Con cuatro meses también ha llegado el momento en que me he hartado de agacharme para recoger el chupete del suelo, así que he comprado un par de chupeteros por internet. Un chupetero es una especie de cadenita para colgar el chupete, con una pinza en un extremo para sujetarla a la ropa del bebé. Colocar el chupete parecía una operación simple, pero he acabado consultando un tutorial en YouTube para conseguirlo. Me ha consolado saber que hay otras madres por el mundo tan patosas como yo. También he visto que hay tutoriales para hacer gimnasia con el bebé a cuestas. Creo que un día de estos lo intentaré, porque echo de menos hacer algo de deporte. Hasta ahora, mi único ejercicio ha sido caminar por el bosque y la sesión semanal con la fisio, para fortalecer el suelo pélvico y el abdomen. De lo primero estoy la mar de bien (con la cesárea sufre menos), pero la barriga es otra historia. Después de cuatro meses, sigue flácida y un poco hinchada, por muchos hipopresivos que haga.
Mi hijo, un héroe
Mientras estoy en la fisio, mi madre ha sacado a mi hijo de paseo. El paseo ha resultado ser algo accidentado. A medio camino mi bebé ha soltado su juguete favorito, una girafa de caucho llamada Sophie, a la que muerde con tanta fuerza que parece un caníbal, y ha quedado tirada en medio de la calle. Cuando mi madre se ha girado para recogerla, ya era demasiado tarde: un coche la ha atropellado. “Creo que todavía la podemos recuperar”, me ha dicho mi madre, enseñándome la girafa. Tenía una pinta asquerosa, cubierta de una patina gris, pero aún sonaba cuando la apretabas. “Mec, mec”. Mi madre la ha lavado con fervor y, sí, al cabo de dos días había resucitado, para gran alegría de mi hijo.
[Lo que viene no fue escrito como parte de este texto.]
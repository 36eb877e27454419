use osgi_mock::{
    properties, ComponentClass, MockBundleContext, MockOsgi, OsgiError, OsgiMetadata, ParamKind,
    DEACTIVATION_REASON_BUNDLE_STOPPED,
};
use parking_lot::Mutex;
use std::sync::Arc;

type Journal = Arc<Mutex<Vec<String>>>;

struct Part {
    name: String,
    journal: Journal,
    fail: bool,
}

fn part_class(journal: Journal) -> ComponentClass {
    ComponentClass::builder::<Part>(OsgiMetadata::new("demo.Part").with_service_interface("demo.Part"))
        .constructor(&[ParamKind::Map], move |args| {
            let props = args.properties().cloned().unwrap_or_default();
            Ok(Part {
                name: props.get("name").map(|v| v.to_string()).unwrap_or_default(),
                fail: props.get("fail").and_then(|v| v.as_bool()).unwrap_or(false),
                journal: journal.clone(),
            })
        })
        .method("deactivate", &[ParamKind::Reason], |p: &Part, args| {
            p.journal
                .lock()
                .push(format!("{}:{}", p.name, args.reason().unwrap_or(-1)));
            if p.fail {
                return Err(OsgiError::component("demo.Part", format!("{} refused to stop", p.name)));
            }
            Ok(())
        })
        .build()
}

#[test]
fn test_shutdown_deactivates_newest_first() {
    let journal = Journal::default();
    let ctx = MockBundleContext::new();
    ctx.register_class(part_class(journal.clone()));
    for name in ["first", "second", "third"] {
        MockOsgi::register_injected_activate_service::<Part>(&ctx, properties! { "name" => name }).unwrap();
    }

    MockOsgi::shutdown(&ctx).unwrap();
    let reason = DEACTIVATION_REASON_BUNDLE_STOPPED;
    assert_eq!(
        *journal.lock(),
        vec![
            format!("third:{}", reason),
            format!("second:{}", reason),
            format!("first:{}", reason),
        ]
    );
    assert_eq!(ctx.service_count(), 0);
    assert!(ctx.service_reference("demo.Part").is_none());
}

#[test]
fn test_shutdown_continues_after_failure() {
    let journal = Journal::default();
    let ctx = MockBundleContext::new();
    ctx.register_class(part_class(journal.clone()));
    MockOsgi::register_injected_activate_service::<Part>(&ctx, properties! { "name" => "a" }).unwrap();
    MockOsgi::register_injected_activate_service::<Part>(&ctx, properties! { "name" => "b", "fail" => true }).unwrap();
    MockOsgi::register_injected_activate_service::<Part>(&ctx, properties! { "name" => "c", "fail" => true }).unwrap();

    let err = ctx.shutdown().unwrap_err();
    assert_eq!(err, OsgiError::component("demo.Part", "c refused to stop"));
    assert_eq!(journal.lock().len(), 3);
    assert_eq!(ctx.service_count(), 0);
}

#[test]
fn test_instance_published_twice_is_deactivated_once() {
    let journal = Journal::default();
    let ctx = MockBundleContext::new();
    ctx.register_class(part_class(journal.clone()));
    let part = MockOsgi::register_injected_activate_service::<Part>(&ctx, properties! { "name" => "shared" }).unwrap();
    ctx.register_service(&["demo.Alias"], part, properties! { "name" => "shared" }).unwrap();

    ctx.shutdown().unwrap();
    assert_eq!(journal.lock().len(), 1);
}

#[test]
fn test_already_deactivated_is_skipped() {
    let journal = Journal::default();
    let ctx = MockBundleContext::new();
    ctx.register_class(part_class(journal.clone()));
    let part = MockOsgi::register_injected_activate_service::<Part>(&ctx, properties! { "name" => "p" }).unwrap();
    MockOsgi::deactivate_with_reason(&part, &ctx, properties! {}, 1).unwrap();

    ctx.shutdown().unwrap();
    assert_eq!(*journal.lock(), vec!["p:1"]);
}

#[test]
fn test_references_are_invalid_after_shutdown() {
    let ctx = MockBundleContext::new();
    let registration = ctx.register_service(&["demo.Api"], Arc::new(1u8), properties! {}).unwrap();
    ctx.shutdown().unwrap();

    assert!(!registration.reference().is_registered());
    assert!(ctx.get_service(&registration.reference()).is_none());
    assert_eq!(registration.unregister(), Err(OsgiError::AlreadyUnregistered));
}

#[test]
fn test_data_files_live_until_shutdown() {
    let ctx = MockBundleContext::new();
    let first = ctx.data_file("state.json").unwrap();
    let second = ctx.data_file("other.bin").unwrap();
    assert_eq!(first.parent(), second.parent());
    assert!(first.ends_with("state.json"));

    std::fs::write(&first, b"{}").unwrap();
    let dir = first.parent().map(|p| p.to_path_buf()).unwrap();
    assert!(dir.exists());

    ctx.shutdown().unwrap();
    assert!(!dir.exists());

    // a fresh directory is created on demand afterwards
    let again = ctx.data_file("state.json").unwrap();
    assert_ne!(again.parent(), Some(dir.as_path()));
    ctx.shutdown().unwrap();
}

#[test]
fn test_data_dirs_are_per_context() {
    let a = MockBundleContext::new();
    let b = MockBundleContext::new();
    assert_ne!(a.data_file("x").unwrap(), b.data_file("x").unwrap());
    a.shutdown().unwrap();
    b.shutdown().unwrap();
}
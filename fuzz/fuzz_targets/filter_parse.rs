#![no_main]

use libfuzzer_sys::fuzz_target;
use osgi_mock::{properties, Filter, LdapFilter};

fuzz_target!(|data: &[u8]| {
    let Ok(source) = std::str::from_utf8(data) else {
        return;
    };

    // Parsing must never panic; a parsed filter must evaluate and print back.
    if let Ok(filter) = LdapFilter::parse(source) {
        let props = properties! {
            "objectClass" => vec!["fuzz.Api"],
            "service.ranking" => 3,
            "name" => "fuzz",
            "enabled" => true,
            "ratio" => 0.5,
        };
        let _ = filter.matches(&props);
        assert_eq!(filter.to_string(), source);
    }
});
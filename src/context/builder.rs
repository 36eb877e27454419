use std::sync::Arc;

use crate::config_admin::{ConfigurationStore, MockConfigurationAdmin, CONFIGURATION_ADMIN_INTERFACE};
use crate::context::{ContextInner, MockBundleContext};
use crate::metadata::{ComponentClass, ServiceScope};
use crate::observer::{Observers, RegistryObserver};
use crate::properties::{Properties, PropertyValue};
use crate::registry::{next_service_id, AnyArc, ServiceRecord};

/// Builder for a [`MockBundleContext`].
///
/// # Examples
///
/// ```rust
/// use osgi_mock::{MetricsObserver, MockBundleContext, PropertyValue};
/// use std::sync::Arc;
///
/// let metrics = Arc::new(MetricsObserver::new());
/// let ctx = MockBundleContext::builder()
///     .framework_property("org.osgi.framework.vendor", "acme")
///     .observer(metrics.clone())
///     .build();
///
/// assert_eq!(ctx.property("org.osgi.framework.vendor"), Some(&PropertyValue::from("acme")));
///
/// // the built-in configuration admin is not reported
/// assert_eq!(ctx.service_count(), 1);
/// assert_eq!(metrics.registrations(), 0);
///
/// ctx.register_service(&["demo.Api"], Arc::new(1u8), Default::default()).unwrap();
/// assert_eq!(metrics.registrations(), 1);
/// ```
#[derive(Default)]
pub struct BundleContextBuilder {
    framework_properties: Properties,
    observers: Observers,
    classes: Vec<ComponentClass>,
    store: Option<Arc<dyn ConfigurationStore>>,
}

impl BundleContextBuilder {
    pub fn new() -> Self {
        Self::default()
    }

    pub fn framework_property(mut self, key: impl Into<String>, value: impl Into<PropertyValue>) -> Self {
        self.framework_properties.insert(key.into(), value.into());
        self
    }

    pub fn observer(mut self, observer: Arc<dyn RegistryObserver>) -> Self {
        self.observers.add(observer);
        self
    }

    /// Registers component metadata up front.
    pub fn component(mut self, class: ComponentClass) -> Self {
        self.classes.push(class);
        self
    }

    /// Backs the configuration admin with `store` instead of memory.
    pub fn configuration_store(mut self, store: Arc<dyn ConfigurationStore>) -> Self {
        self.store = Some(store);
        self
    }

    pub fn build(self) -> MockBundleContext {
        let config_admin = match self.store {
            Some(store) => MockConfigurationAdmin::with_store(store),
            None => MockConfigurationAdmin::new(),
        };
        let ctx = MockBundleContext::from_inner(ContextInner::new(
            self.framework_properties,
            self.observers,
            config_admin.clone(),
        ));
        for class in self.classes {
            ctx.register_class(class);
        }

        // Nothing can depend on it yet: no reconciliation, no events.
        let id = next_service_id();
        let interfaces = vec![CONFIGURATION_ADMIN_INTERFACE.to_string()];
        let mut properties = Properties::new();
        ctx.stamp(&mut properties, id, &interfaces, ServiceScope::Singleton);
        let instance: AnyArc = Arc::new(config_admin);
        let record = ServiceRecord::new(id, interfaces, instance, properties, None);
        ctx.inner().registry.insert(Arc::new(record));

        tracing::debug!(bundle.id = ctx.bundle_id(), "bundle context created");
        ctx
    }
}
//! Service records and the handles tests hold on to.

use std::any::Any;
use std::cmp::Ordering;
use std::fmt;
use std::hash::{Hash, Hasher};
use std::sync::atomic::{AtomicBool, AtomicU64, AtomicUsize, Ordering as AtomicOrdering};
use std::sync::Arc;

use parking_lot::RwLock;

use crate::properties::{self, Properties, PropertyValue};
use crate::registry::ServiceFactory;

/// Type-erased service object.
pub type AnyArc = Arc<dyn Any + Send + Sync>;

static NEXT_SERVICE_ID: AtomicU64 = AtomicU64::new(1);

/// Next process-wide service id. Never reset, not even across containers.
pub(crate) fn next_service_id() -> u64 {
    NEXT_SERVICE_ID.fetch_add(1, AtomicOrdering::SeqCst)
}

/// One registered service.
pub(crate) struct ServiceRecord {
    pub(crate) id: u64,
    pub(crate) interfaces: Vec<String>,
    pub(crate) instance: AnyArc,
    pub(crate) properties: RwLock<Properties>,
    pub(crate) factory: Option<Arc<dyn ServiceFactory>>,
    registered: AtomicBool,
    usage: AtomicUsize,
}

impl ServiceRecord {
    pub(crate) fn new(
        id: u64,
        interfaces: Vec<String>,
        instance: AnyArc,
        properties: Properties,
        factory: Option<Arc<dyn ServiceFactory>>,
    ) -> Self {
        Self {
            id,
            interfaces,
            instance,
            properties: RwLock::new(properties),
            factory,
            registered: AtomicBool::new(true),
            usage: AtomicUsize::new(0),
        }
    }

    pub(crate) fn ranking(&self) -> i64 {
        properties::ranking(&self.properties.read())
    }

    pub(crate) fn is_registered(&self) -> bool {
        self.registered.load(AtomicOrdering::SeqCst)
    }

    pub(crate) fn mark_unregistered(&self) {
        self.registered.store(false, AtomicOrdering::SeqCst);
    }

    pub(crate) fn publishes(&self, interface: &str) -> bool {
        self.interfaces.iter().any(|i| i == interface)
    }

    /// Hands out the instance and counts the use; `None` once unregistered.
    pub(crate) fn acquire(&self) -> Option<AnyArc> {
        if !self.is_registered() {
            return None;
        }
        self.usage.fetch_add(1, AtomicOrdering::SeqCst);
        Some(self.instance.clone())
    }

    /// Drops one use. Returns false when there was none to drop.
    pub(crate) fn release(&self) -> bool {
        self.usage
            .fetch_update(AtomicOrdering::SeqCst, AtomicOrdering::SeqCst, |n| n.checked_sub(1))
            .is_ok()
    }

    pub(crate) fn usage(&self) -> usize {
        self.usage.load(AtomicOrdering::SeqCst)
    }
}

/// Handle to a registered (or formerly registered) service.
///
/// Equality and hashing follow the service id. The natural order is the
/// OSGi `compareTo` order: lower ranking first, and among equal rankings the
/// later registration first, so the best service sorts *last*. Registry
/// lookups return the opposite order (best first).
///
/// # Examples
///
/// ```rust
/// use osgi_mock::{properties, MockBundleContext};
/// use std::sync::Arc;
///
/// let ctx = MockBundleContext::new();
/// let low = ctx.register_service(&["demo.Api"], Arc::new("low"), properties! { "service.ranking" => 1 }).unwrap();
/// let high = ctx.register_service(&["demo.Api"], Arc::new("high"), properties! { "service.ranking" => 9 }).unwrap();
///
/// let mut refs = vec![high.reference(), low.reference()];
/// refs.sort();
/// assert_eq!(refs.last(), Some(&high.reference()));
/// ```
#[derive(Clone)]
pub struct ServiceReference {
    record: Arc<ServiceRecord>,
}

impl ServiceReference {
    pub(crate) fn new(record: Arc<ServiceRecord>) -> Self {
        Self { record }
    }

    pub(crate) fn record(&self) -> &Arc<ServiceRecord> {
        &self.record
    }

    /// The service object regardless of registration state.
    pub(crate) fn instance(&self) -> &AnyArc {
        &self.record.instance
    }

    pub fn service_id(&self) -> u64 {
        self.record.id
    }

    pub fn ranking(&self) -> i64 {
        self.record.ranking()
    }

    pub fn interfaces(&self) -> &[String] {
        &self.record.interfaces
    }

    pub fn property(&self, key: &str) -> Option<PropertyValue> {
        self.record.properties.read().get(key).cloned()
    }

    pub fn property_keys(&self) -> Vec<String> {
        self.record.properties.read().keys().cloned().collect()
    }

    /// Snapshot of the current properties.
    pub fn properties(&self) -> Properties {
        self.record.properties.read().clone()
    }

    pub fn is_registered(&self) -> bool {
        self.record.is_registered()
    }

    /// Number of outstanding `get_service` calls.
    pub fn usage_count(&self) -> usize {
        self.record.usage()
    }
}

impl PartialEq for ServiceReference {
    fn eq(&self, other: &Self) -> bool {
        self.record.id == other.record.id
    }
}

impl Eq for ServiceReference {}

impl Hash for ServiceReference {
    fn hash<H: Hasher>(&self, state: &mut H) {
        self.record.id.hash(state);
    }
}

impl Ord for ServiceReference {
    fn cmp(&self, other: &Self) -> Ordering {
        self.ranking()
            .cmp(&other.ranking())
            .then_with(|| other.service_id().cmp(&self.service_id()))
    }
}

impl PartialOrd for ServiceReference {
    fn partial_cmp(&self, other: &Self) -> Option<Ordering> {
        Some(self.cmp(other))
    }
}

impl fmt::Debug for ServiceReference {
    fn fmt(&self, f: &mut fmt::Formatter<'_>) -> fmt::Result {
        f.debug_struct("ServiceReference")
            .field("service_id", &self.record.id)
            .field("interfaces", &self.record.interfaces)
            .field("ranking", &self.ranking())
            .field("registered", &self.is_registered())
            .finish()
    }
}

/// Service handle that can be passed to bind methods instead of the service.
#[derive(Clone, Debug)]
pub struct ComponentServiceObjects {
    reference: ServiceReference,
}

impl ComponentServiceObjects {
    pub(crate) fn new(reference: ServiceReference) -> Self {
        Self { reference }
    }

    /// The service, counted as one use; `None` once unregistered.
    pub fn get_service(&self) -> Option<AnyArc> {
        self.reference.record.acquire()
    }

    pub fn unget_service(&self) -> bool {
        self.reference.record.release()
    }

    pub fn service_reference(&self) -> &ServiceReference {
        &self.reference
    }
}
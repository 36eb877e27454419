//! Error types for the simulated OSGi runtime.

use thiserror::Error;

/// Errors raised by the mock registry, injector and lifecycle driver.
///
/// Every failure is fatal for the call that triggered it; nothing in this
/// crate retries. Variants carry owned strings so errors can be cloned and
/// compared in tests.
///
/// # Examples
///
/// ```rust
/// use osgi_mock::OsgiError;
///
/// let err = OsgiError::AlreadyUnregistered;
/// assert_eq!(err.to_string(), "Service was already unregistered");
///
/// let err = OsgiError::ReferenceViolation {
///     reference: "logger".into(),
///     interface: "com.example.Logger".into(),
///     class: "com.example.Service".into(),
/// };
/// assert!(err.to_string().contains("'logger'"));
/// ```
#[derive(Debug, Clone, PartialEq, Error)]
pub enum OsgiError {
    /// The component type has no parsed descriptor.
    #[error("No OSGi SCR metadata found for class {class}")]
    NoScrMetadata { class: String },

    /// A mandatory reference could not be satisfied at injection time.
    #[error("Unable to inject mandatory reference '{reference}' ({interface}) for class {class}: no matching services were found")]
    ReferenceViolation {
        reference: String,
        interface: String,
        class: String,
    },

    /// Unregistering a record that is no longer in the registry.
    #[error("Service was already unregistered")]
    AlreadyUnregistered,

    /// No bind/unbind method or field could carry the reference, or the
    /// field type does not fit the reference cardinality.
    #[error("Unable to bind reference '{reference}' in class {class}: {detail}")]
    UnsupportedBind {
        reference: String,
        class: String,
        detail: String,
    },

    /// An explicitly named lifecycle method has no compatible signature.
    #[error("No matching method '{method}' with a supported signature found in class {class}")]
    LifecycleMethod { class: String, method: String },

    /// Lifecycle transition not allowed from the current state.
    #[error("Invalid lifecycle transition for {class}: {detail}")]
    Lifecycle { class: String, detail: String },

    /// Filter string could not be parsed.
    #[error("Invalid filter '{filter}': {detail}")]
    InvalidSyntax { filter: String, detail: String },

    /// Downcast of a type-erased value failed
    #[error("Type mismatch for: {0}")]
    TypeMismatch(&'static str),

    /// Component code (constructor, method, materializer) reported a failure.
    #[error("Component {class} failed: {detail}")]
    Component { class: String, detail: String },

    /// The configuration store failed; wraps the underlying I/O error text.
    #[error("Configuration store failure: {0}")]
    ConfigurationIo(String),

    /// Filesystem failure outside the configuration store (data files).
    #[error("I/O failure: {0}")]
    Io(String),
}

impl OsgiError {
    /// Convenience for component code returning an error from an invoker.
    pub fn component(class: impl Into<String>, detail: impl Into<String>) -> Self {
        OsgiError::Component {
            class: class.into(),
            detail: detail.into(),
        }
    }

    pub(crate) fn configuration_io(err: std::io::Error) -> Self {
        OsgiError::ConfigurationIo(err.to_string())
    }

    pub(crate) fn io(err: std::io::Error) -> Self {
        OsgiError::Io(err.to_string())
    }
}

/// Result type for OSGi mock operations.
pub type OsgiResult<T> = Result<T, OsgiError>;
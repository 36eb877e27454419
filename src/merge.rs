//! Property merging for registration and activation.

use std::sync::atomic::{AtomicU64, Ordering};

use crate::config_admin::MockConfigurationAdmin;
use crate::error::OsgiResult;
use crate::metadata::OsgiMetadata;
use crate::properties::{Properties, PropertyValue, COMPONENT_ID, COMPONENT_NAME};

static NEXT_COMPONENT_ID: AtomicU64 = AtomicU64::new(0);

/// Descriptor defaults, then stored configuration for each PID in declared
/// order, then call-site properties. Later layers win.
pub(crate) fn merge_with_metadata(
    metadata: &OsgiMetadata,
    admin: &MockConfigurationAdmin,
    call_site: &Properties,
) -> OsgiResult<Properties> {
    let mut merged = metadata.properties().clone();
    for pid in metadata.configuration_pids() {
        if let Some(stored) = admin.properties_for(&pid)? {
            merged.extend(stored);
        }
    }
    merged.extend(call_site.iter().map(|(k, v)| (k.clone(), v.clone())));
    Ok(merged)
}

/// [`merge_with_metadata`] plus the forced `component.name` and a fresh
/// `component.id`.
pub(crate) fn merge_for_activation(
    metadata: &OsgiMetadata,
    admin: &MockConfigurationAdmin,
    call_site: &Properties,
) -> OsgiResult<Properties> {
    let mut merged = merge_with_metadata(metadata, admin, call_site)?;
    let id = NEXT_COMPONENT_ID.fetch_add(1, Ordering::SeqCst);
    merged.insert(COMPONENT_NAME.to_string(), PropertyValue::from(metadata.name()));
    merged.insert(COMPONENT_ID.to_string(), PropertyValue::from(id));
    Ok(merged)
}

#[cfg(test)]
mod tests {
    use super::*;
    use crate::properties;

    #[test]
    fn test_layers_in_precedence_order() {
        let metadata = OsgiMetadata::new("m.Component")
            .with_property("key", "A")
            .with_property("only_default", true);
        let admin = MockConfigurationAdmin::new();
        admin.get_configuration("m.Component").update(properties! { "key" => "B" }).unwrap();

        let merged = merge_with_metadata(&metadata, &admin, &properties! { "key" => "C" }).unwrap();
        assert_eq!(merged.get("key"), Some(&PropertyValue::from("C")));
        assert_eq!(merged.get("only_default"), Some(&PropertyValue::from(true)));

        let merged = merge_with_metadata(&metadata, &admin, &Properties::new()).unwrap();
        assert_eq!(merged.get("key"), Some(&PropertyValue::from("B")));
    }

    #[test]
    fn test_multiple_pids_merge_in_declared_order() {
        let metadata = OsgiMetadata::new("m.Multi")
            .with_configuration_pid("first")
            .with_configuration_pid("second");
        let admin = MockConfigurationAdmin::new();
        admin.get_configuration("first").update(properties! { "k" => 1, "f" => 1 }).unwrap();
        admin.get_configuration("second").update(properties! { "k" => 2 }).unwrap();

        let merged = merge_with_metadata(&metadata, &admin, &Properties::new()).unwrap();
        assert_eq!(merged.get("k"), Some(&PropertyValue::from(2)));
        assert_eq!(merged.get("f"), Some(&PropertyValue::from(1)));
    }

    #[test]
    fn test_component_keys_cannot_be_overridden() {
        let metadata = OsgiMetadata::new("m.Named");
        let admin = MockConfigurationAdmin::new();
        let call_site = properties! { COMPONENT_NAME => "spoofed", COMPONENT_ID => -1 };

        let first = merge_for_activation(&metadata, &admin, &call_site).unwrap();
        let second = merge_for_activation(&metadata, &admin, &call_site).unwrap();
        assert_eq!(first.get(COMPONENT_NAME), Some(&PropertyValue::from("m.Named")));

        let id = |p: &Properties| p.get(COMPONENT_ID).and_then(PropertyValue::as_i64).unwrap();
        assert!(id(&first) >= 0);
        assert!(id(&second) > id(&first));
    }
}
impl ComponentClass {
    pub fn builder<T: Any + Send + Sync>(metadata: OsgiMetadata) -> ComponentClassBuilder<T> {
        ComponentClassBuilder {
            class: ComponentClass {
                type_id: TypeId::of::<T>(),
                type_name: std::any::type_name::<T>(),
                metadata,
                constructors: Vec::new(),
                methods: Vec::new(),
                fields: Vec::new(),
                config_types: HashMap::new(),
            },
            _marker: PhantomData,
        }
    }

    /// `TypeId` of the implementing Rust type.
    pub fn implementation_type(&self) -> TypeId {
        self.type_id
    }

    /// Rust type name, for diagnostics.
    pub fn type_name(&self) -> &'static str {
        self.type_name
    }

    /// Component name from the descriptor.
    pub fn name(&self) -> &str {
        self.metadata.name()
    }

    pub fn metadata(&self) -> &OsgiMetadata {
        &self.metadata
    }

    pub fn has_method(&self, name: &str) -> bool {
        self.methods.iter().any(|m| m.name == name)
    }

    pub(crate) fn methods(&self) -> &[MethodDef] {
        &self.methods
    }

    pub(crate) fn constructors(&self) -> &[ConstructorDef] {
        &self.constructors
    }

    pub(crate) fn field(&self, name: &str) -> Option<&FieldDef> {
        self.fields.iter().find(|f| f.name == name)
    }

    pub(crate) fn materialize_config(&self, name: &str, properties: &Properties) -> OsgiResult<AnyArc> {
        let materializer = self.config_types.get(name).ok_or_else(|| {
            OsgiError::component(self.name(), format!("no materializer for configuration type {}", name))
        })?;
        materializer(properties)
    }
}

impl fmt::Debug for ComponentClass {
    fn fmt(&self, f: &mut fmt::Formatter<'_>) -> fmt::Result {
        f.debug_struct("ComponentClass")
            .field("name", &self.metadata.name())
            .field("type_name", &self.type_name)
            .field("constructors", &self.constructors.len())
            .field("methods", &self.methods.iter().map(|m| m.name.as_str()).collect::<Vec<_>>())
            .field("fields", &self.fields.iter().map(|f| f.name.as_str()).collect::<Vec<_>>())
            .finish()
    }
}
//! # osgi-mock
//!
//! In-memory OSGi service registry and Declarative Services simulator for
//! unit tests: register services, wire components, drive their lifecycle,
//! all without a running framework.
//!
//! ## Features
//!
//! - **Ordered registry**: lookups return services by descending
//!   `service.ranking`, then registration order
//! - **Reference injection**: bind methods, fields and constructor
//!   parameters, with unary and multiple cardinalities and target filters
//! - **Dynamic and static greedy policies**: dynamic references are rebound
//!   in place, static greedy dependents are restarted
//! - **Lifecycle**: activate, modified and deactivate callbacks resolved by
//!   signature precedence
//! - **Configuration admin**: stored configuration merged beneath call-site
//!   properties
//! - **LDAP filters**: RFC 1960 filters for lookups, listeners and targets
//!
//! ## Quick Start
//!
//! ```rust
//! use osgi_mock::{properties, MockBundleContext};
//! use std::sync::Arc;
//!
//! let ctx = MockBundleContext::new();
//! for (name, ranking) in [("low", 1), ("high", 10)] {
//!     ctx.register_service(&["demo.Store"], Arc::new(name.to_string()), properties! { "service.ranking" => ranking })
//!         .unwrap();
//! }
//!
//! let best = ctx.service_for::<String>("demo.Store").unwrap();
//! assert_eq!(best.as_str(), "high");
//! ```
//!
//! ## Components
//!
//! Component types describe themselves with an [`OsgiMetadata`] descriptor
//! and a [`ComponentClass`] listing what the runtime may call.
//!
//! ```rust
//! use osgi_mock::metadata::{Reference, ReferenceCardinality, ReferencePolicy};
//! use osgi_mock::{properties, ComponentClass, FieldKind, MockOsgi, OsgiMetadata};
//! use parking_lot::Mutex;
//! use std::sync::Arc;
//!
//! #[derive(Default)]
//! struct Consumer {
//!     store: Mutex<Option<Arc<String>>>,
//! }
//!
//! let metadata = OsgiMetadata::new("demo.Consumer").with_reference(
//!     Reference::new("store", "demo.Store")
//!         .with_cardinality(ReferenceCardinality::OptionalUnary)
//!         .with_policy(ReferencePolicy::Dynamic)
//!         .with_field("store"),
//! );
//! let ctx = MockOsgi::new_bundle_context();
//! ctx.register_class(
//!     ComponentClass::builder::<Consumer>(metadata)
//!         .default_constructor()
//!         .field("store", FieldKind::service("demo.Store"), |c: &Consumer, value| {
//!             *c.store.lock() = value.service::<String>();
//!         })
//!         .build(),
//! );
//!
//! let consumer = MockOsgi::register_injected_activate_service::<Consumer>(&ctx, properties! {}).unwrap();
//! assert!(consumer.store.lock().is_none());
//!
//! let registration = ctx
//!     .register_service(&["demo.Store"], Arc::new("primary".to_string()), properties! {})
//!     .unwrap();
//! assert_eq!(consumer.store.lock().as_deref().map(String::as_str), Some("primary"));
//!
//! registration.unregister().unwrap();
//! assert!(consumer.store.lock().is_none());
//! ```

pub mod config_admin;
pub mod context;
pub mod error;
pub mod filter;
pub mod metadata;
pub mod observer;
pub mod osgi;
pub mod properties;
pub mod registry;

mod injector;
mod instance;
mod internal;
mod lifecycle;
mod merge;
mod reconciler;
mod signature;

pub use config_admin::{
    Configuration, ConfigurationStore, InMemoryStore, MockConfigurationAdmin, CONFIGURATION_ADMIN_INTERFACE,
};
pub use context::{BundleContextBuilder, MockBundleContext, MockComponentContext, ServiceRegistration};
pub use error::{OsgiError, OsgiResult};
pub use filter::{Filter, LdapFilter};
pub use instance::LifecycleState;
pub use lifecycle::{
    DEACTIVATION_REASON_BUNDLE_STOPPED, DEACTIVATION_REASON_CONFIGURATION_DELETED,
    DEACTIVATION_REASON_CONFIGURATION_MODIFIED, DEACTIVATION_REASON_DISABLED, DEACTIVATION_REASON_DISPOSED,
    DEACTIVATION_REASON_REFERENCE, DEACTIVATION_REASON_UNSPECIFIED,
};
pub use metadata::{
    Arg, Args, CollectionKind, ComponentClass, ComponentClassBuilder, EffectiveReference, FieldCollectionType,
    FieldKind, FieldValue, MetadataRegistry, OsgiMetadata, ParamKind, Reference, ReferenceCardinality,
    ReferencePolicy, ReferencePolicyOption, ServiceScope,
};
pub use observer::{LoggingObserver, MetricsObserver, RegistryObserver};
pub use osgi::MockOsgi;
pub use properties::{Properties, PropertyValue};
pub use registry::{
    AnyArc, BundleEvent, BundleListener, ComponentServiceObjects, ServiceEvent, ServiceEventKind, ServiceFactory,
    ServiceListener, ServiceReference,
};

#[cfg(feature = "config")]
pub use properties::properties_from_json;

#[cfg(test)]
mod tests {
    use super::*;
    use std::sync::Arc;

    #[test]
    fn test_fresh_context_publishes_configuration_admin() {
        let ctx = MockBundleContext::new();
        let admin = ctx.service_for::<MockConfigurationAdmin>(CONFIGURATION_ADMIN_INTERFACE);
        assert!(admin.is_some());
        assert_eq!(ctx.service_count(), 1);
    }

    #[test]
    fn test_plain_service_round_trip() {
        let ctx = MockBundleContext::new();
        let registration = ctx
            .register_service(&["t.Api"], Arc::new(7u32), properties! { "k" => "v" })
            .unwrap();
        let reference = registration.reference();
        assert_eq!(reference.property("k"), Some(PropertyValue::from("v")));
        assert_eq!(reference.interfaces(), &["t.Api".to_string()]);
        assert_eq!(ctx.service::<u32>(&reference).as_deref(), Some(&7));
        assert_eq!(reference.usage_count(), 1);
        assert!(ctx.unget_service(&reference));
        assert!(!ctx.unget_service(&reference));
    }
}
A las dos semanas de cumplir cuatro meses, ha tocado visita con el pediatra. Tengo que decir que mi hijo es un héroe. Nunca llora cuando le ponen la vacuna, y encima tiene la gentileza de hacerse caca en la consulta, ahorrándome sus torpedos sorpresa en casa. De hecho, mi hijo llora poco, más bien refunfuña. Suelta una especie de quejidos agudos que van aumentando de tono si ve que no lo sacamos del cochecito o no le hacemos caso. “Te va a empezar a boicotear las conversaciones, ya lo verás”, me advierte una amiga mientras comemos y mi hijo intenta llamarnos la atención desde el cochecito. Lo agarro en brazos y se lo pregunto, intentando mirarle a los ojos (algo bastante imposible): “¿de verdad, me boicoteas?” Él pasa de mí e intenta agarrar el vaso de agua que estoy bebiendo. Empieza a querer agarrarlo todo y llevárselo a la boca. Para él todo es un biberón, desde el pimentero al botellín de cerveza.
Otra amiga me ha prestado una especie de orinal verde para tenerlo sentado sobre una repisa o una mesa, y yo poder hacer cosas. Lo hemos colocado sobre la mesa del comedor, para que nos viera mientras comíamos un arroz de pescado. Solo ha aguantado sin protestar cinco minutos. Definitivamente, el orinal-sofá no le gusta, como tampoco le gusta la hamaquita-balancín. A mi hijo lo que le gusta es estar en brazos, a poder ser, de pie. Y como ya empieza a pesar lo suyo, he decidido finalmente estrenar la mochila y darle un paseo por el bosque. Lo he colocado mirando de frente, para que pudiera verlo todo, y se ha vuelto loco de alegría. Sus piernas se agitaban con más brío que nunca y sus ojos lo miraban todo con la curiosidad infinita del que descubre la naturaleza por primera vez: un árbol, una flor, una hoja, el sonido de un pájaro. Mi hijo era feliz.